積石の意味

石を積む月の光となりにけり 

https://news.livedoor.com/article/detail/18435341/ 【神社などにある積石の意味とは?宗教史研究家に聞いてみた!】 より

神社に行った際、そこかしこに大小の石が積み上げられた「積石」を見たことがあるだろうか。

積石は、いわゆる「パワースポット」と呼ばれる場所や、山道などでも見かける。「教えて!goo」にも「神社などにある積石について」という質問がよせられており、改めて掘り下げてみようと思う。

そこで今回は、日本宗教史研究家である渋谷申博さんに、神社などにある積石について話を伺った。

積石の起源は?目的は?

そもそも石を積み上げる行為は、何が理由ではじまったのだろう。

「積石は、石の信仰の一種です。石の信仰というと磐座(いわくら)のような巨石信仰が注目されますが、石を積み上げて塚を作る行為も古くからみられます」(渋谷さん)

「石」そのものを信仰しはじめたことが「積石」のルーツのようだ。次に、積石の目的が何なのか教えてもらった。

「積石をする目的は『神を祀る』ことと、『死者の追悼(鎮魂)』の2つです。前者には、ムラなどに災厄・悪霊が入り込まないようにする道祖神の意味があります。道祖神は男女の性器を思わせる石であることが多いのですが、積石も見られます。島根県松江市東出雲町揖屋の黄泉比良坂にある塞の神(道祖神)などがその例です。この世とあの世の間にある三途の川の河原を『賽(さい)の河原』と呼びますが、これも元は『塞の河原』で死霊が現世に戻ってこないように防いでいる場所とする説があります。言うまでもなく、河原は小石が一面に広がった場所です」(渋谷さん)

海外でも同じような風潮がみられるという。

「ヨーロッパのケルン(ケアン)にも、類似の習俗があった可能性があり、山岳での死者供養のために積石が作られることがあります。白砂などを円錐形に盛り上げて神の依り代とする、立砂(上賀茂神社など)に通じる信仰といえるでしょう」(渋谷さん)

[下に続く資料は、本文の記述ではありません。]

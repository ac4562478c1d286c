//! Completions command - generate shell completion scripts.

use clap::Command;
use clap_complete::{generate, Shell};
use std::io;

/// Arguments for the completions command.
#[derive(clap::Args)]
#[command(after_help = "EXAMPLES:\n    \
    worklog completions bash > ~/.local/share/bash-completion/completions/worklog\n    \
    worklog completions zsh > ~/.zfunc/_worklog\n    \
    worklog completions fish > ~/.config/fish/completions/worklog.fish")]
pub struct Args {
    /// Shell to generate completions for
    #[arg(value_name = "SHELL")]
    #[arg(value_enum)]
    pub shell: Shell,
}

/// Writes completions for `cmd` to stdout.
pub fn generate_completions(cmd: &mut Command, shell: Shell) {
    generate(shell, cmd, "worklog", &mut io::stdout());
}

道祖神の存在は知っていても、その一種に積石があることはあまり知られていないのでは。

<黄泉比良坂の塞の神>

「『死者の追悼(鎮魂)』の例も数多く見られます。霊地の積石(特に賽の河原と呼ばれるところのもの)はこれになります。ちなみに、仏教民俗学者の五来重氏は洞窟に死体を納め、その入口を石で塞いだのが起源と考えているそうです。この習俗が仏教と結びついて、子どもの霊が賽の河原で石を積むという信仰が生まれました。子どもの霊が石を積むのは、早世では親不孝とされたので、その罪をあがなうために石で仏塔を建てている。つまりこの場合は、本来の死者供養のための行為が逆転しているのです」(渋谷さん)

なお、神社境内の積石の中には旅行者などが勝手に積み上げているものもあるそう。みだりに真似をして石を積む行為はよくないこととされており、九州の某神社では、見つけ次第壊しているという。

■積石で有名な場所

最後に、日本各地の有名な積石スポットを紹介してもらった。

「積石の例としては、恐山(青森県)、月山(山形県)9合目の賽の河原、木曽御嶽山(長野県)の賽の河原など、たくさんあります」(渋谷さん)

<恐山>

かの有名な恐山が、積石の習俗が残る代表的な場所だったとは驚きだ。御嶽山も山岳信仰で有名な場所だ。

あまり意識したことがなかった「積石」に、こんなにも深い意味があったことが今回の取材でわかった。その反面、本来の意味とは関係なく一般人が何気なく石を積んだものも存在する。素人には、それが本当の積石かどうかを見分けることは困難だろう。今度、積石を見かけたときには、その場の神職の人にその積石理由を尋ねてみるとよいだろう。

専門家プロフィール:渋谷 申博(しぶや のぶひろ)

1960年、東京生まれ。早稲田大学第一文学部卒。日本宗教史研究家。『0からわかる神道のすべて』(三笠書房)、『絵図解 よくわかる 日本の神社』(KADOKAWA)、『諸国 一宮・二宮・三宮』(山川出版社)、『歴史さんぽ 東京の神社・お寺めぐり』『神々だけに許された地 秘境神社めぐり』『聖地鉄道めぐり』『一生に一度は参拝したい 全国の神社めぐり』(以上、GB)ほか著書多数。よみうりカルチャーなどで神話をテーマとした講座も開講している。